Assert position at the beginning of a line (at beginning of the string or after a line break character) «^»
Match the regular expression below and capture its match into backreference number 1 «([a-zA-Z0-9]{8,10})»
   Match a single character present in the list below «[a-zA-Z0-9]{8,10}»
      Between 8 and 10 times, as many times as possible, giving back as needed (greedy) «{8,10}»
      A character in the range between “a” and “z” «a-z»
      A character in the range between “A” and “Z” «A-Z»
      A character in the range between “0” and “9” «0-9»
Assert position at the end of a line (at the end of the string or before a line break character) «$»
Pauk
And how is that supposed to be helpful? ;-)
Tomalak
Good question, it looks more helpful in app!
Pauk
Thank you for introducing to me RegexBuddy.
BlogueroConnor
+4  A: 

Perl (and Python accordingly) says to the (?!...) part:

A zero-width negative lookahead assertion.
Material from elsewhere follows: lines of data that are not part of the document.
use anyhow::{Context as _, Result, anyhow, bail};
use colored::Colorize;
use dialoguer::{Confirm, Select};
use std::path::{Path, PathBuf};
use wpcli::{DatabaseInfo, DatabaseInspector, DumpOutcome};

use crate::Context;
use crate::cli::DbCommand;
use crate::commands;
use crate::progress;
use crate::ui;

pub fn run(ctx: &Context, cmd: DbCommand) -> Result<()> {
    let client = commands::client(ctx)?;
    match cmd {
        DbCommand::Info(site) => {
            let installation = commands::select_installation(ctx, &client, &site)?;
            let inspector = client.database(&installation);
            let info = inspect(ctx, &inspector)?;
            show_info(&installation.directory, &info);
            Ok(())
        }
        DbCommand::Export(site) => {
            let installation = commands::select_installation(ctx, &client, &site)?;
            let inspector = client.database(&installation);
            let info = inspect(ctx, &inspector)?;
            report(inspector.export(&info)?)
        }
        DbCommand::Import { site, file, yes } => {
            let installation = commands::select_installation(ctx, &client, &site)?;
            let inspector = client.database(&installation);
            let source = match file {
                Some(file) => file,
                None => {
                    let info = inspect(ctx, &inspector)?;
                    let root = client.settings().scan_root()?;
                    pick_dump(inspector.candidate_dumps(&info, &root)?, &root)?
                }
            };

            if !source.is_file() {
                bail!("Dump not found: {}", source.display());
            }
            if !yes && !confirm_import(&source, &installation.directory)? {
                ui::info("Import cancelled");
                return Ok(());
            }
            report(inspector.import(&source))
        }
        DbCommand::Dumps(site) => {
            let installation = commands::select_installation(ctx, &client, &site)?;
            let inspector = client.database(&installation);
            let info = inspect(ctx, &inspector)?;
            let root = client.settings().scan_root()?;
            let dumps = inspector.candidate_dumps(&info, &root)?;

            ui::header("Database dumps");
            if dumps.is_empty() {
                ui::dim(&format!("No dumps found under {}", root.display()));
            }
            for dump in &dumps {
                println!("  {}", dump.display());
            }
            println!();
            Ok(())
        }
    }
}

fn inspect(ctx: &Context, inspector: &DatabaseInspector<'_>) -> Result<DatabaseInfo> {
    let info = progress::run("Inspecting database", ctx.quiet, |reporter| {
        inspector.inspect(&reporter)
    })?;
    Ok(info)
}

fn show_info(directory: &Path, info: &DatabaseInfo) {
    ui::header("Database");
    ui::kv("Installation", &directory.display().to_string());
    ui::kv("Name", info.name.as_deref().unwrap_or("-"));
    ui::kv("Size", info.size.as_deref().unwrap_or("-"));
    if let Some(error) = &info.size_error {
        ui::kv("Size error", &ui::first_line(error).red().to_string());
    }

    ui::section("Tables");
    if info.check_tables.is_empty() {
        ui::dim("No table results");
    }
    let width = info
        .check_tables
        .iter()
        .map(|t| t.table_name.len())
        .max()
        .unwrap_or(0);
    for table in &info.check_tables {
        let status = if table.is_ok() {
            table.check_status.green()
        } else {
            table.check_status.red()
        };
        println!("  {:width$}  {}", table.table_name, status);
    }
    if let Some(error) = &info.check_error {
        ui::kv("Check error", &ui::first_line(error).red().to_string());
    }

    let failing = info.failing_tables().count();
    if failing > 0 {
        println!();
        ui::warn(&format!("{failing} table(s) need attention"));
    }
    println!();
}

fn pick_dump(mut dumps: Vec<PathBuf>, root: &Path) -> Result<PathBuf> {
    if dumps.is_empty() {
        bail!("No dumps for this database under {}", root.display());
    }
    let items: Vec<String> = dumps.iter().map(|d| d.display().to_string()).collect();
    let idx = Select::new()
        .with_prompt("Dump to import")
        .items(&items)
        .default(0)
        .interact()
        .context("Failed to read dump selection")?;
    Ok(dumps.swap_remove(idx))
}

fn confirm_import(source: &Path, directory: &Path) -> Result<bool> {
    let confirmed = Confirm::new()
        .with_prompt(format!(
            "Import {} into {}? This replaces the current data",
            source.display(),
            directory.display()
        ))
        .default(false)
        .interact()?;
    Ok(confirmed)
}

fn report(outcome: DumpOutcome) -> Result<()> {
    match outcome {
        DumpOutcome::Completed { message, path } => {
            ui::success(ui::first_line(&message));
            ui::kv("File", &path.display().to_string());
            Ok(())
        }
        DumpOutcome::Failed { reason } => Err(anyhow!(reason)),
    }
}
For example /foo(?!bar)/ matches any occurrence of 'foo' that isn't followed by 'bar'. Note however that lookahead and lookbehind are NOT the same thing. You cannot use this for lookbehind.

That means,

(?!^[0-9]*$)

means: don't match, if the string contains only numbers. (^: start of line/string, $: end of line/string) The other accordingly.

Your regexp matches any string, that contains both numbers and letters, but not only one of them.

Cheers,

Update: For your future RegExp tailoring, take a look at the (?#...) pattern. It allows you to embed comments in your regexp. There is also a modifier, re.X, but I don't like this very much. It's your choice.